Accepter de ne pas comprendre. Et d’offrir à celui ou celle qui parle cette capacité à ne pas savoir ensemble – partager un espace d’impuissance, humanisé d’être partagé. Pressentir que quelque chose est à l’œuvre, qui ne se laissera pas saisir comme cela - et que ce n’est peut-être ni le lieu ni le moment - ou déjà le lieu, mais pas encore le moment.
Ou bien - comprendre et n'en rien dire, laisser cet autre qui parle suivre son propre chemin, qui conduira peut-être vers de toutes autres issues, inédites - accepter, jusqu'à un certain point, de se laisser modeler par son attente...
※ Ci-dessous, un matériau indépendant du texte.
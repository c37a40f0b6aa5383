//! Export pipeline for writing scene snapshots to `.z3d` model files
//!
//! This module validates the export configuration, selects the writer
//! variant (static or dynamic) and writes the serialized snapshot to the
//! destination file.

mod error;
mod pipeline;
mod writer;

pub use error::ExportError;
pub use pipeline::{ExportConfig, ExportSummary, Exporter};
pub use writer::{
    writer_for, BonedWriter, ModelVariant, ModelWriter, PlainWriter, FORMAT_VERSION, MAGIC,
};
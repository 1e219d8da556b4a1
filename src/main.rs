use anyhow::Context;
use clap::{Parser, Subcommand};

use recipe_api::{build_app, config::AppConfig, db, serve, AppState};

#[derive(Debug, Parser)]
#[command(name = "recipe-api", version, about = "Recipe management backend")]
struct Cli {
    #[command(subcommand)]
    command: Option<Command>,
}

#[derive(Debug, Subcommand)]
enum Command {
    /// Wait for the database, run migrations and serve the HTTP API (default).
    Serve,
    /// Block until the database accepts connections.
    WaitForDb,
    /// Create an account with staff and superuser rights.
    CreateSuperuser {
        #[arg(long, env = "SUPERUSER_EMAIL")]
        email: String,
        #[arg(long, env = "SUPERUSER_PASSWORD", hide_env_values = true)]
        password: String,
    },
}

fn init_tracing() {
    let env_filter = std::env::var("RUST_LOG")
        .unwrap_or_else(|_| "recipe_api=debug,axum=info,tower_http=info".to_string());
    let json_logs = std::env::var("LOG_FORMAT")
        .map(|v| v == "json")
        .unwrap_or(false);

    if json_logs {
        tracing_subscriber::fmt()
            .with_env_filter(env_filter)
            .with_target(false)
            .json()
            .init();
    } else {
        tracing_subscriber::fmt().with_env_filter(env_filter).init();
    }
}

#[tokio::main]
async fn main() -> anyhow::Result<()> {
    dotenvy::dotenv().ok();
    init_tracing();

    let cli = Cli::parse();
    let config = AppConfig::from_env()?;

    match cli.command.unwrap_or(Command::Serve) {
        Command::WaitForDb => db::wait_for_db(&config.database_url, &config.db_wait).await,
        Command::CreateSuperuser { email, password } => {
            db::wait_for_db(&config.database_url, &config.db_wait).await?;
            let pool = db::connect(&config).await?;
            db::run_migrations(&pool).await?;
            let state = AppState::with_pool(config, pool);
            let user = state
                .identity
                .create_superuser(&email, &password)
                .await
                .context("create superuser")?;
            tracing::info!(user_id = user.id, email = %user.email, "superuser created");
            Ok(())
        }
        Command::Serve => {
            db::wait_for_db(&config.database_url, &config.db_wait).await?;
            let pool = db::connect(&config).await?;
            db::run_migrations(&pool).await?;

            let addr = config.bind_addr();
            let app = build_app(AppState::with_pool(config, pool));
            serve(app, &addr).await
        }
    }
}
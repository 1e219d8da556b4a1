mod dto;
pub mod handlers;
pub mod memory;
mod model;
pub mod repo;
pub mod service;

use crate::state::AppState;
use axum::Router;

pub use dto::{CreateRecipeRequest, UpdateRecipeRequest};
pub use model::{Recipe, RecipeDraft, RecipeOrder, RecipePatch};
pub use service::RecipeService;

pub fn router() -> Router<AppState> {
    handlers::recipe_routes()
}
use std::{fmt, str::FromStr};

use rust_decimal::Decimal;
use serde::{Deserialize, Serialize};
use sqlx::FromRow;
use time::OffsetDateTime;

pub const MAX_TITLE_LEN: usize = 255;
pub const MAX_LINK_LEN: usize = 255;
/// NUMERIC(5, 2)
pub const PRICE_DECIMAL_PLACES: u32 = 2;
pub const PRICE_MAX_DIGITS: u32 = 5;

#[derive(Debug, Clone, FromRow)]
pub struct Recipe {
    pub id: i64,
    pub user_id: i64,
    pub title: String,
    pub time_minutes: i32,
    pub price: Decimal,
    pub description: String,
    pub link: String,
    pub created_at: OffsetDateTime,
}

impl fmt::Display for Recipe {
    fn fmt(&self, f: &mut fmt::Formatter<'_>) -> fmt::Result {
        f.write_str(&self.title)
    }
}

/// Validated attributes of a recipe about to be stored. The owner is passed separately.
#[derive(Debug, Clone, PartialEq)]
pub struct RecipeDraft {
    pub title: String,
    pub time_minutes: i32,
    pub price: Decimal,
    pub description: String,
    pub link: String,
}

#[derive(Debug, Clone, Default, PartialEq)]
pub struct RecipePatch {
    pub title: Option<String>,
    pub time_minutes: Option<i32>,
    pub price: Option<Decimal>,
    pub description: Option<String>,
    pub link: Option<String>,
}

impl RecipePatch {
    pub fn is_empty(&self) -> bool {
        *self == RecipePatch::default()
    }

    pub fn apply(self, recipe: &mut Recipe) {
        if let Some(title) = self.title {
            recipe.title = title;
        }
        if let Some(time_minutes) = self.time_minutes {
            recipe.time_minutes = time_minutes;
        }
        if let Some(price) = self.price {
            recipe.price = price;
        }
        if let Some(description) = self.description {
            recipe.description = description;
        }
        if let Some(link) = self.link {
            recipe.link = link;
        }
    }
}

/// Listing order by id.
#[derive(Debug, Default, Clone, Copy, PartialEq, Eq, Serialize, Deserialize)]
#[serde(rename_all = "lowercase")]
pub enum RecipeOrder {
    /// Most recent first.
    #[default]
    Desc,
    Asc,
}

impl RecipeOrder {
    pub fn sql(self) -> &'static str {
        match self {
            RecipeOrder::Desc => "DESC",
            RecipeOrder::Asc => "ASC",
        }
    }
}

impl FromStr for RecipeOrder {
    type Err = String;

    fn from_str(s: &str) -> Result<Self, Self::Err> {
        match s.trim().to_ascii_lowercase().as_str() {
            "desc" => Ok(RecipeOrder::Desc),
            "asc" => Ok(RecipeOrder::Asc),
            other => Err(format!("expected `asc` or `desc`, got `{other}`")),
        }
    }
}

pub fn validate_title(title: &str) -> Result<String, String> {
    let title = title.trim();
    if title.is_empty() {
        return Err("title may not be blank".into());
    }
    if title.chars().count() > MAX_TITLE_LEN {
        return Err(format!("title must be at most {MAX_TITLE_LEN} characters"));
    }
    Ok(title.to_string())
}

pub fn validate_link(link: &str) -> Result<String, String> {
    let link = link.trim();
    if link.chars().count() > MAX_LINK_LEN {
        return Err(format!("link must be at most {MAX_LINK_LEN} characters"));
    }
    Ok(link.to_string())
}

pub fn validate_price(price: Decimal) -> Result<Decimal, String> {
    let normalized = price.normalize();
    if normalized.scale() > PRICE_DECIMAL_PLACES {
        return Err(format!(
            "price must have no more than {PRICE_DECIMAL_PLACES} decimal places"
        ));
    }
    let limit = Decimal::from(10_i64.pow(PRICE_MAX_DIGITS - PRICE_DECIMAL_PLACES));
    if normalized.abs() >= limit {
        return Err(format!(
            "price must have no more than {PRICE_MAX_DIGITS} digits in total"
        ));
    }
    let mut price = normalized;
    price.rescale(PRICE_DECIMAL_PLACES);
    Ok(price)
}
Cette femme qui souffre depuis des mois d’une "relation" qu'elle désigne de ce nom mais qui n’existe que dans ses rêves – non que cet homme n’existe pas, mais elle n’a (ni n’a eu) d’autre contact avec lui que des textos épisodiques et banals.
Cette autre qui pleure de renoncer à une grossesse non désirée d’un compagnon qu’elle n’aime pas – sans vouloir ou pouvoir dire quoi que ce soit de ce chagrin.
Cette autre encore qui s’étonne qu’à l’annonce d’une grossesse imprévue, son très sporadique amant ne lui dise pas simplement « fais ce que tu veux, ça m’est égal… » - comme si l’annonce d’une paternité possible était un non-événement, et l’embryon une réalité simplement biologique qui ne concerne qu’elle seule (alors même qu’elle n’a pas de désir d’enfant très défini, ni ne se projette dans un avenir où cet enfant semble avoir la moindre réalité).
Cet homme qui revient à quelques mois de distance après un unique rendez-vous, dépose un récit de rêve trop transparent pour le prendre au pied de la lettre, et repart sans vouloir reprendre date.
Cet autre qui ne vient que pour faire le compte-rendu de l’avancement de ce qu’il appelle « ses dossiers » - une enfance violente et malheureuse, des prises de risques aux conséquences graves, un deuil à venir et… son projet d’arrêt du tabac – le tout traité avec la même impassibilité, et de manière à ne laisser aucun espace à la question, à l’émotion, au vacillement qui pourraient surgir…
Et tant d'autres encore...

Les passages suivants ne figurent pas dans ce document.